I need a very general and loose regular expression for an email.
It just needs to validate that there is an @ in the email string.
For example:
- a@a = valid
- a.@___asdsadc = valid
- aaaaa@sdsdc.com = valid
- ssdsadsadassd = invalid
I currently got up to here:
public class EmailAttribute : RegularExpressionAttribute, IClientValidatable
{
public EmailAttribute()
//: base("[A-Za-z0-9!#$%&'*+/=?^_`{|}~-]+(?:\\.[A-Za-z0-9!#$%&'*+/=?^_`{|}~-]+)*@(?:[A-Za-z0-9](?:[A-Za-z0-9-_]*[A-Za-z0-9])?\\.)+[A-Za-z0-9](?:[A-Za-z0-9-_]*[A-Za-z0-9])?")
: base(".*@.*")
{
}
public IEnumerable<ModelClientValidationRule> GetClientValidationRules(ModelMetadata metadata, ControllerContext context)
{
var errorMessage = FormatErrorMessage(metadata.GetDisplayName());
yield return new EmailValidationRule(errorMessage);
}
}
public class EmailValidationRule : ModelClientValidationRule
{
public EmailValidationRule(string errorMessage)
{
ErrorMessage = errorMessage;
ValidationType = "email";
}
}
So the first one is too tight, and the 2nd one does not seem to return the correct value - I am still being told my string is invalid.

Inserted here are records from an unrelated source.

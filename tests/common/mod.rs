// Shared fixtures for the integration test binaries
#![allow(dead_code)]

use chrono::NaiveDate;
use sheetql_core::Value;
use sheetql_query::{MemoryDriver, MemorySheet};

pub const COMPANIES: &str = "companies.xlsx";

#[derive(Debug, Default, Clone, PartialEq)]
pub struct Company {
    pub name: String,
    pub ceo: String,
    pub employees: i64,
    pub start_date: Option<NaiveDate>,
    pub is_public: bool,
}

sheetql_core::record_shape!(Company {
    name: String,
    ceo: String,
    employees: i64,
    start_date: Option<NaiveDate>,
    is_public: bool,
});

pub fn init_tracing() {
    let _ = tracing_subscriber::fmt()
        .with_env_filter(tracing_subscriber::EnvFilter::from_default_env())
        .with_test_writer()
        .try_init();
}

fn date(y: i32, m: u32, d: u32) -> Value {
    NaiveDate::from_ymd_opt(y, m, d).map(Value::Date).unwrap_or(Value::Null)
}

pub fn companies_sheet() -> MemorySheet {
    MemorySheet::new(["Company Title", "CEO", "Employees", "StartDate", "IsPublic"])
        .with_row(vec![
            Value::from("ACME"),
            Value::from("Bugs Bunny"),
            Value::from(2500),
            date(1918, 11, 11),
            Value::from(true),
        ])
        .with_row(vec![
            Value::from("Paramount"),
            Value::from("Mickey Mouse"),
            Value::from(3100.0),
            Value::from("5/13/1924"),
            Value::from("false"),
        ])
        .with_row(vec![
            Value::from("Warner Bros"),
            Value::from("Daffy Duck"),
            Value::from("  400 "),
            Value::Null,
            Value::from(1),
        ])
}

pub fn companies_driver() -> MemoryDriver {
    MemoryDriver::new().with_sheet(COMPANIES, "Sheet1", companies_sheet())
}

Is it because my regex is wrong? I suspect this validator might not be the same as the rest, as the validatorType is "email", and thus it has worked without me needing to register it as an unobtrusive validator.
It doesn't have to be a proper regex, it just has to be able to validate anything as long as it has the @ symbol on it.